REQUIRED WORK: Scan the material below for the word "world", then copy every line in which it appears.

GIVEN RECORDS:
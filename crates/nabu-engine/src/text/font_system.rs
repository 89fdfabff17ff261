use std::fmt;

use fontdue::layout::{CoordinateSystem, Layout, LayoutSettings, TextStyle};

use crate::coords::Vec2;

/// Line height as a multiple of the font size when no font is available.
const FALLBACK_LINE_HEIGHT: f32 = 1.2;

/// Error returned by [`FontSystem::load_font`].
#[derive(Debug, Clone)]
pub struct FontLoadError(pub String);

impl fmt::Display for FontLoadError {
    fn fmt(&self, f: &mut fmt::Formatter<'_>) -> fmt::Result {
        write!(f, "font load error: {}", self.0)
    }
}

impl std::error::Error for FontLoadError {}

/// Opaque handle to a font loaded into a [`FontSystem`].
#[derive(Debug, Copy, Clone, Eq, PartialEq, Hash)]
pub struct FontId(pub(crate) usize);

/// Owns the loaded fonts.
///
/// Fonts are immutable after loading. The renderer borrows the system each
/// frame so new glyphs can be rasterized on demand.
#[derive(Default)]
pub struct FontSystem {
    fonts: Vec<fontdue::Font>,
}

impl fmt::Debug for FontSystem {
    fn fmt(&self, f: &mut fmt::Formatter<'_>) -> fmt::Result {
        f.debug_struct("FontSystem").field("fonts", &self.fonts.len()).finish()
    }
}

impl FontSystem {
    pub fn new() -> Self {
        Self::default()
    }

    /// Parses and stores a TrueType or OpenType font from raw bytes.
    pub fn load_font(&mut self, bytes: &[u8]) -> Result<FontId, FontLoadError> {
        let font = fontdue::Font::from_bytes(bytes, fontdue::FontSettings::default())
            .map_err(|e| FontLoadError(e.to_string()))?;
        let id = FontId(self.fonts.len());
        self.fonts.push(font);
        log::debug!("loaded font {:?} ({} bytes)", id, bytes.len());
        Ok(id)
    }

    /// First loaded font, if any.
    pub fn default_font(&self) -> Option<FontId> {
        (!self.fonts.is_empty()).then_some(FontId(0))
    }

    pub(crate) fn get(&self, id: FontId) -> Option<&fontdue::Font> {
        self.fonts.get(id.0)
    }

    /// Bounding box `(width, height)` of laid-out `text`, in logical pixels.
    ///
    /// Unknown fonts and empty strings measure as zero width and one line high.
    #[must_use]
    pub fn measure_text(&self, text: &str, id: FontId, size: f32, max_width: Option<f32>) -> Vec2 {
        let empty = Vec2::new(0.0, size * FALLBACK_LINE_HEIGHT);
        let Some(font) = self.get(id) else {
            return empty;
        };

        let mut layout: Layout<()> = Layout::new(CoordinateSystem::PositiveYDown);
        layout.reset(&LayoutSettings { max_width, ..LayoutSettings::default() });
        layout.append(&[font], &TextStyle::new(text, size, 0));

        let glyphs = layout.glyphs();
        if glyphs.is_empty() {
            return empty;
        }

        // Pen position after each glyph rather than the bitmap edge, so a
        // measured width fed back as `max_width` never wraps.
        let w = glyphs
            .iter()
            .map(|g| {
                let m = font.metrics_indexed(g.key.glyph_index, size);
                (g.x - m.xmin as f32 + m.advance_width).max(0.0)
            })
            .fold(0.0f32, f32::max);
        let h = glyphs
            .iter()
            .map(|g| g.y + g.height as f32)
            .fold(layout.height(), f32::max);
        Vec2::new(w, h)
    }
}
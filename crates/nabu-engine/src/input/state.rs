use std::collections::HashSet;

use crate::coords::Vec2;

use super::frame::InputFrame;
use super::types::{
    InputEvent,
    Modifiers,
    MouseButton,
    MouseButtonState,
    PointerButtonEvent,
    PointerMoveEvent,
};

/// Current pointer state for a single window.
///
/// Per-frame transitions are recorded into an `InputFrame`.
#[derive(Debug, Default)]
pub struct InputState {
    /// Current modifier state.
    pub modifiers: Modifiers,

    /// Whether the window is focused.
    pub focused: bool,

    /// Whether the pointer is over the window surface.
    pub hovered: bool,

    /// Pointer position in logical pixels.
    pub pointer_pos: Option<(f32, f32)>,

    /// Set of currently held mouse buttons.
    pub buttons_down: HashSet<MouseButton>,
}

impl InputState {
    /// Applies a platform-agnostic input event to the current state and writes deltas to `frame`.
    pub fn apply_event(&mut self, frame: &mut InputFrame, ev: InputEvent) {
        match &ev {
            InputEvent::ModifiersChanged(m) => {
                self.modifiers = *m;
            }

            InputEvent::Focused(f) => {
                self.focused = *f;
                if !*f {
                    // Avoid stuck buttons when focus changes mid-drag.
                    self.buttons_down.clear();
                }
            }

            InputEvent::PointerMoved(PointerMoveEvent { x, y }) => {
                if let Some((px, py)) = self.pointer_pos {
                    frame.pointer_delta = frame.pointer_delta + Vec2::new(x - px, y - py);
                }
                self.pointer_pos = Some((*x, *y));
                self.hovered = true;
            }

            InputEvent::PointerEntered => {
                self.hovered = true;
            }

            InputEvent::PointerLeft => {
                self.hovered = false;
                self.pointer_pos = None;
            }

            InputEvent::PointerButton(PointerButtonEvent {
                button,
                state,
                x,
                y,
                modifiers,
            }) => {
                self.pointer_pos = Some((*x, *y));
                self.modifiers = *modifiers;

                match state {
                    MouseButtonState::Pressed => {
                        if self.buttons_down.insert(*button) {
                            frame.buttons_pressed.insert(*button);
                        }
                    }
                    MouseButtonState::Released => {
                        if self.buttons_down.remove(button) {
                            frame.buttons_released.insert(*button);
                        }
                    }
                }
            }

            InputEvent::MouseWheel { delta, modifiers } => {
                self.modifiers = *modifiers;
                frame.wheel_lines += delta.lines_y();
            }
        }

        frame.push_event(ev);
    }

    pub fn button_down(&self, btn: MouseButton) -> bool {
        self.buttons_down.contains(&btn)
    }

    /// Pointer position as a `Vec2`, if the pointer is over the surface.
    pub fn pointer(&self) -> Option<Vec2> {
        self.pointer_pos.map(|(x, y)| Vec2::new(x, y))
    }
}

#[cfg(test)]
mod tests {
    use super::*;
    use crate::input::MouseWheelDelta;

    fn moved(x: f32, y: f32) -> InputEvent {
        InputEvent::PointerMoved(PointerMoveEvent { x, y })
    }

    #[test]
    fn pointer_motion_accumulates_per_frame() {
        let mut state = InputState::default();
        let mut frame = InputFrame::default();
        state.apply_event(&mut frame, moved(10.0, 10.0));
        state.apply_event(&mut frame, moved(15.0, 8.0));
        state.apply_event(&mut frame, moved(20.0, 8.0));
        assert_eq!(frame.pointer_delta, Vec2::new(10.0, -2.0));

        frame.clear();
        assert_eq!(frame.pointer_delta, Vec2::zero());
    }

    #[test]
    fn release_is_recorded_once() {
        let mut state = InputState::default();
        let mut frame = InputFrame::default();
        let press = |s| InputEvent::PointerButton(PointerButtonEvent {
            button: MouseButton::Left,
            state: s,
            x: 0.0,
            y: 0.0,
            modifiers: Modifiers::default(),
        });
        state.apply_event(&mut frame, press(MouseButtonState::Pressed));
        assert!(state.button_down(MouseButton::Left));
        state.apply_event(&mut frame, press(MouseButtonState::Released));
        state.apply_event(&mut frame, press(MouseButtonState::Released));
        assert!(frame.buttons_released.contains(&MouseButton::Left));
        assert!(!state.button_down(MouseButton::Left));
    }

    #[test]
    fn leaving_clears_hover_and_position() {
        let mut state = InputState::default();
        let mut frame = InputFrame::default();
        state.apply_event(&mut frame, moved(1.0, 1.0));
        assert!(state.hovered);
        state.apply_event(&mut frame, InputEvent::PointerLeft);
        assert!(!state.hovered);
        assert!(state.pointer().is_none());
    }

    #[test]
    fn wheel_pixels_are_normalized_to_lines() {
        let mut state = InputState::default();
        let mut frame = InputFrame::default();
        state.apply_event(&mut frame, InputEvent::MouseWheel {
            delta: MouseWheelDelta::Pixel { x: 0.0, y: 80.0 },
            modifiers: Modifiers::default(),
        });
        assert_eq!(frame.wheel_lines, 2.0);
    }
}
use log::debug;
use nabu_engine::camera::{Camera, OrbitConfig, OrbitControls};
use nabu_engine::coords::{Vec2, Viewport};

use crate::error::SketchError;

use super::Ctx;

/// Spatial range reported for cameras without clip planes (custom projections).
pub const FALLBACK_EXTENT: f32 = 1000.0;

impl Ctx {
    #[inline]
    pub fn camera(&self) -> &Camera {
        &self.camera
    }

    #[inline]
    pub fn camera_mut(&mut self) -> &mut Camera {
        &mut self.camera
    }

    /// Replaces the camera and re-applies the last known surface size to it.
    pub fn set_camera(&mut self, camera: Camera) {
        self.camera = camera;
        self.camera.set_bounds(self.surface.width, self.surface.height);
    }

    /// Last known surface size in logical pixels.
    #[inline]
    pub fn surface(&self) -> Viewport {
        self.surface
    }

    /// Fits the camera to a surface of `width` x `height` logical pixels.
    pub fn set_camera_bounds(&mut self, width: f32, height: f32) {
        self.surface = Viewport::new(width, height);
        self.camera.set_bounds(width, height);
    }

    #[inline]
    pub fn zoom(&self) -> f32 {
        self.camera.zoom()
    }

    pub fn set_zoom(&mut self, zoom: f32) -> Result<(), SketchError> {
        if !(zoom.is_finite() && zoom > 0.0) {
            return Err(SketchError::InvalidZoom(zoom));
        }
        self.camera.set_zoom(zoom);
        Ok(())
    }

    /// Default spatial range for unbounded constructs, in world units at zoom 1.
    pub fn camera_extent(&self) -> f32 {
        self.camera.extent().unwrap_or(FALLBACK_EXTENT)
    }

    /// Half of the visible width in world units, used as the default x range.
    pub(crate) fn visible_half_width(&self) -> f32 {
        let half = match self.camera.half_extents() {
            Some((w, _)) => w,
            None => self.camera_extent(),
        };
        half / self.zoom()
    }

    // ── orbit ─────────────────────────────────────────────────────────────

    /// Enables orbit controls. The first call installs them and steps them
    /// from an update callback; later calls only change the settings.
    pub fn orbit(&mut self, config: OrbitConfig) {
        match &mut self.orbit {
            Some(orbit) => orbit.configure(config),
            None => {
                debug!("orbit controls enabled");
                self.orbit = Some(OrbitControls::new(config));
                self.update(|ctx, _, _| {
                    ctx.step_orbit();
                    Ok(())
                });
            }
        }
    }

    #[inline]
    pub fn orbit_controls(&self) -> Option<&OrbitControls> {
        self.orbit.as_ref()
    }

    fn step_orbit(&mut self) -> bool {
        match &mut self.orbit {
            Some(orbit) => orbit.update(&mut self.camera),
            None => false,
        }
    }

    /// Feeds a pointer drag of `delta` logical pixels to the orbit controls.
    /// `pan` selects panning instead of rotation.
    pub fn pointer_drag(&mut self, delta: Vec2, pan: bool) {
        let Some(orbit) = &mut self.orbit else { return };
        if pan {
            orbit.pan_drag(delta, &self.camera, self.surface);
        } else {
            orbit.rotate_drag(delta, self.surface);
        }
    }

    pub fn pointer_wheel(&mut self, lines: f32) {
        if let Some(orbit) = &mut self.orbit {
            orbit.wheel(lines);
        }
    }
}
use crate::paint::Color;

/// Shading model.
#[derive(Debug, Copy, Clone, Eq, PartialEq, Default)]
pub enum MaterialKind {
    /// Flat color, unaffected by lights.
    #[default]
    Basic,
    /// Lambert-style diffuse shading from the scene lighting.
    Standard,
    /// Debug shading that maps normals to colors.
    Normal,
}

/// Surface appearance shared by every node kind.
///
/// Lines and points only honor `color`, `opacity` and `vertex_colors`.
#[derive(Debug, Clone, PartialEq)]
pub struct Material {
    pub kind: MaterialKind,
    pub color: Color,
    pub opacity: f32,
    /// Draw mesh triangle edges as lines instead of filled faces.
    pub wireframe: bool,
    /// Use per-vertex colors from the geometry instead of `color`.
    pub vertex_colors: bool,
}

impl Material {
    pub fn new(kind: MaterialKind, color: Color) -> Self {
        Self { kind, color, ..Self::default() }
    }

    pub fn basic(color: Color) -> Self {
        Self::new(MaterialKind::Basic, color)
    }

    pub fn standard(color: Color) -> Self {
        Self::new(MaterialKind::Standard, color)
    }

    /// `color` with `opacity` folded into alpha.
    #[inline]
    pub fn effective_color(&self) -> Color {
        self.color.with_alpha(self.color.a * self.opacity.clamp(0.0, 1.0))
    }

    #[inline]
    pub fn is_transparent(&self) -> bool {
        self.effective_color().a < 1.0
    }
}

impl Default for Material {
    fn default() -> Self {
        Self {
            kind: MaterialKind::Basic,
            color: Color::WHITE,
            opacity: 1.0,
            wireframe: false,
            vertex_colors: false,
        }
    }
}

#[cfg(test)]
mod tests {
    use super::*;

    #[test]
    fn opacity_folds_into_alpha() {
        let mut m = Material::basic(Color::new(1.0, 0.0, 0.0, 0.5));
        m.opacity = 0.5;
        assert_eq!(m.effective_color().a, 0.25);
        assert!(m.is_transparent());
        assert!(!Material::default().is_transparent());
    }
}
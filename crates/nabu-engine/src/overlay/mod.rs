//! Screen-space overlay draw stream.
//!
//! Everything drawn on top of the 3D scene in logical pixels: projected text
//! labels and the control panel widgets.
//!
//! Responsibilities:
//! - store renderer-agnostic draw commands
//! - provide deterministic ordering (z-index + insertion order)

mod cmd;
mod list;
mod order;

pub use cmd::{Border, DrawCmd, RoundedRectCmd, TextCmd};
pub use list::{DrawItem, DrawList};
pub use order::{SortKey, ZIndex};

PROBLEM SOLUTION:
    /// Default spatial range for unbounded constructs, in world units at zoom 1.
    /// Half of the visible width in world units, used as the default x range.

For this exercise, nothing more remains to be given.